A coming together of captains of industry, the thought leadership session had Yaw Nsarkoh, Chief Executive Officer, Unilever Nigeria as guest speaker. Aptly themed “Nigeria: The Chaotic Advantage”, the session was moderated by Yemi Odubiyi, Executive Director, Corporate and Investment Banking, Sterling Plc.

In his welcome address, Suleiman said there is an urgent need for Nigeria to develop institutional role models for younger professionals to emulate in view of the dynamic environment in which they operate.

“When we embarked on this journey as a bank, there were hardly any institutional role models who managers could call upon when they needed to make business decisions.

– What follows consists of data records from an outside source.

//! Flowgate Governance
//!
//! Authorizes workflow steps against registered policies and keeps the
//! append-only audit trail.
//!
//! # Condition grammar
//!
//! | Condition | Matches when |
//! |---|---|
//! | `action:<regex>` | the action name matches the pattern (case-insensitive, unanchored) |
//! | `agent:<id>` | the agent id equals `<id>` (case-insensitive) |
//! | `param:<key>:<op>:<value>` | parameter `<key>` exists and compares true with `<op>` |
//! | `always` | always |
//!
//! Operators are `eq`, `neq`, `contains` (case-insensitive on string forms)
//! and `gt`, `lt` (numeric; unparseable values never match). Any other
//! condition never matches.

pub mod audit;
pub mod condition;
pub mod engine;

pub use audit::InMemoryAuditLog;
pub use condition::Condition;
pub use engine::RuleBasedPolicyEngine;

Consequently, we had to set uncommon goals for ourselves to successfully navigate the uncharted waters of the Nigerian economy.”

According to him, the management of Sterling Bank resolved early in the life of the bank to articulate the direction they wanted the bank to follow and took steps to ensure that people could understand and take the vision to the next level.

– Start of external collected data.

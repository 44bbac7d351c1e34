//! Agent capability
//!
//! An agent is a pluggable unit of execution bound to workflow steps. The
//! engine resolves it by id, hands it an [`AgentContext`] and records the
//! returned [`AgentResult`].

mod context;
mod definition;

pub use context::AgentContext;
pub use definition::{AgentError, AgentIdentity, AgentResult, ImpactRecord, RiskTier};

use async_trait::async_trait;

/// A concrete agent implementation
///
/// # Example
///
/// ```ignore
/// struct Echo { identity: AgentIdentity }
///
/// #[async_trait]
/// impl Agent for Echo {
///     fn identity(&self) -> &AgentIdentity {
///         &self.identity
///     }
///
///     async fn execute(&self, ctx: &mut AgentContext<'_>) -> Result<AgentResult, AgentError> {
///         Ok(AgentResult::success(ctx.inputs.clone()))
///     }
/// }
/// ```
#[async_trait]
pub trait Agent: Send + Sync {
    /// Identity used for registration and listing
    fn identity(&self) -> &AgentIdentity;

    /// Run the agent for one step
    ///
    /// Returning `Ok` with `succeeded == false` fails only the step. Returning
    /// `Err` is a fault that fails the whole workflow instance.
    async fn execute(&self, ctx: &mut AgentContext<'_>) -> Result<AgentResult, AgentError>;
}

Speaking on the theme, Nsarkoh listed strategies that business leaders should adopt to deal with the challenges and opportunities of operating in a Volatile, Uncertain, Complex and Ambiguous (VUCA) environment.

Nsarkoh said the first thing business leaders should do in a VUCA environment is to face the reality of the environment and map out ways to deal with it. According to him, by facing the reality, they will be able to build resilient models that can cope with shocks and thrive in highly volatile circumstances.

He said companies should build organisations that are equipped to interpret the risks surrounding them. They should also design backup plans and possible changes in the short term such as having multiple vendors for a particular service. So, when shocks surface, they can easily move from one supplier to the other or spread their needs among several suppliers.

Nsarkoh said the economic cycle and evaluation criteria of what is right in a volatile business environment must be viewed through a long-term lens and planning cycles should be shorter because things could change every month or every quarter.

He said companies should review, change and review but evaluation of economic benefits must be done with a longer-term horizon in mind.

He explained that in any environment, volatile or not, there is always a cultural conversation within which brands must express themselves. He added that “in times of adversity, people develop a certain sense of humour about things such as poor infrastructure and their implication on services. So, brands seeking to serve people purposefully must immerse themselves in that environment and speak their language.”

Nsarkoh said business leaders must embrace and understand the context of the unpredictable times in which they live, the news culture of the people and the roles that their brands could play in day-to-day conversations within communities.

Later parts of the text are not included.